Published Date 9/25/14 11:39 AM

Journalists often don’t fully understand what journalism actually is, especially trainees and people just starting out. For many enthusiastic newcomers, journalism looks like heroic individualism: finding the story, telling the truth, exposing injustice. And yes, that is part of journalism. But it’s only a part.

What often gets missed is that news is not just a collection of individual stories, it is a flow. As Dave Winer says, news is a river, and the stories journalists produce are the water that fills it. 

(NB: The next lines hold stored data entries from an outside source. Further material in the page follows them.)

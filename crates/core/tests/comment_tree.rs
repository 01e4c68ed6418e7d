use threadboard_core::domain::{Comment, CommentId, NewComment, NewPost, Post, PostId};
use threadboard_core::store::{BoardRepository, BoardStore, MemoryBoardRepository, MemoryBoardStore};
use threadboard_core::tree::{delete_post_cascade, delete_subtree};
use threadboard_core::types::NonBlank;

async fn post(store: &mut MemoryBoardStore) -> Post {
    store
        .insert_post(NewPost {
            title: NonBlank::try_from("T").unwrap(),
            content: NonBlank::try_from("C").unwrap(),
            author: "alice".to_string(),
        })
        .await
        .unwrap()
}

async fn comment(
    store: &mut MemoryBoardStore,
    post_id: PostId,
    parent: Option<CommentId>,
) -> Comment {
    store
        .insert_comment(NewComment {
            post_id,
            parent_id: parent,
            content: NonBlank::try_from("text").unwrap(),
            author: "bob".to_string(),
        })
        .await
        .unwrap()
}

#[tokio::test]
async fn subtree_is_removed_post_order_with_ascending_branches() {
    let repo = MemoryBoardRepository::new();
    let mut store = repo.begin().await.unwrap();
    let p = post(&mut store).await;
    let root = comment(&mut store, p.id, None).await;
    let a = comment(&mut store, p.id, Some(root.id)).await;
    let b = comment(&mut store, p.id, Some(root.id)).await;
    let a1 = comment(&mut store, p.id, Some(a.id)).await;
    let b1 = comment(&mut store, p.id, Some(b.id)).await;
    let a2 = comment(&mut store, p.id, Some(a.id)).await;
    let a1x = comment(&mut store, p.id, Some(a1.id)).await;

    let removed = delete_subtree(&mut store, root.id).await.unwrap();
    assert_eq!(removed, vec![a1x.id, a1.id, a2.id, a.id, b1.id, b.id]);
    assert!(store.find_comment(root.id).await.unwrap().is_some());
    assert!(store.find_replies(root.id).await.unwrap().is_empty());
}

#[tokio::test]
async fn leaf_subtree_is_empty() {
    let repo = MemoryBoardRepository::new();
    let mut store = repo.begin().await.unwrap();
    let p = post(&mut store).await;
    let leaf = comment(&mut store, p.id, None).await;

    let removed = delete_subtree(&mut store, leaf.id).await.unwrap();
    assert!(removed.is_empty());
}

#[tokio::test]
async fn post_cascade_only_touches_its_own_forest() {
    let repo = MemoryBoardRepository::new();
    let mut store = repo.begin().await.unwrap();
    let p = post(&mut store).await;
    let q = post(&mut store).await;
    let c1 = comment(&mut store, p.id, None).await;
    let other = comment(&mut store, q.id, None).await;
    let c2 = comment(&mut store, p.id, None).await;
    let r1 = comment(&mut store, p.id, Some(c1.id)).await;
    let r2 = comment(&mut store, p.id, Some(c2.id)).await;

    let removed = delete_post_cascade(&mut store, p.id).await.unwrap();
    assert_eq!(removed, vec![r1.id, c1.id, r2.id, c2.id]);

    store.delete_post(p.id).await.unwrap();
    assert!(store.find_comment(other.id).await.unwrap().is_some());
    assert!(store.post_exists(q.id).await.unwrap());
}

#[tokio::test]
async fn deep_reply_chain_does_not_exhaust_the_stack() {
    const DEPTH: usize = 2_000;

    let repo = MemoryBoardRepository::new();
    let mut store = repo.begin().await.unwrap();
    let p = post(&mut store).await;
    let root = comment(&mut store, p.id, None).await;
    let mut parent = root.id;
    for _ in 0..DEPTH {
        parent = comment(&mut store, p.id, Some(parent)).await.id;
    }

    let removed = delete_subtree(&mut store, root.id).await.unwrap();
    assert_eq!(removed.len(), DEPTH);
    assert_eq!(removed.first().copied(), Some(parent));
    store.delete_comment(root.id).await.unwrap();
    assert!(store.find_top_level_comments(p.id).await.unwrap().is_empty());
}

#[tokio::test]
async fn uncommitted_cascade_leaves_store_untouched() {
    let repo = MemoryBoardRepository::new();
    let (post_id, root_id, reply_id) = {
        let mut store = repo.begin().await.unwrap();
        let p = post(&mut store).await;
        let root = comment(&mut store, p.id, None).await;
        let reply = comment(&mut store, p.id, Some(root.id)).await;
        store.commit().await.unwrap();
        (p.id, root.id, reply.id)
    };

    {
        let mut store = repo.begin().await.unwrap();
        delete_post_cascade(&mut store, post_id).await.unwrap();
        // dropped before commit, as when a later step fails
    }

    let mut store = repo.begin().await.unwrap();
    assert!(store.post_exists(post_id).await.unwrap());
    assert!(store.find_comment(root_id).await.unwrap().is_some());
    assert!(store.find_comment(reply_id).await.unwrap().is_some());
}
pub mod domain;
pub mod error;
pub mod policy;
pub mod service;
pub mod store;
pub mod tree;
pub mod types;

pub use error::{BoardError, BoardResult};
pub use service::BoardService;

Why does this matter? Because if we think of news as isolated items – one-off stories, individual scoops – we overlook the real power media has in shaping society. But when we understand news as a continuous flow of information moving through culture day after day, year after year, we begin to see its deeper influence. Just as a river, given enough time, can carve through mountains, the ongoing flow of news shapes worldviews, defines common sense, and even produces the next generation of journalists themselves.

Many fledgling journalists focus entirely on producing stories while overlooking how editorial structures, aggregation, repetition, and framing shape the overall flow. This blind spot helps explain both the failures of contemporary peer-to-peer journalism and the enduring strength of traditional media institutions.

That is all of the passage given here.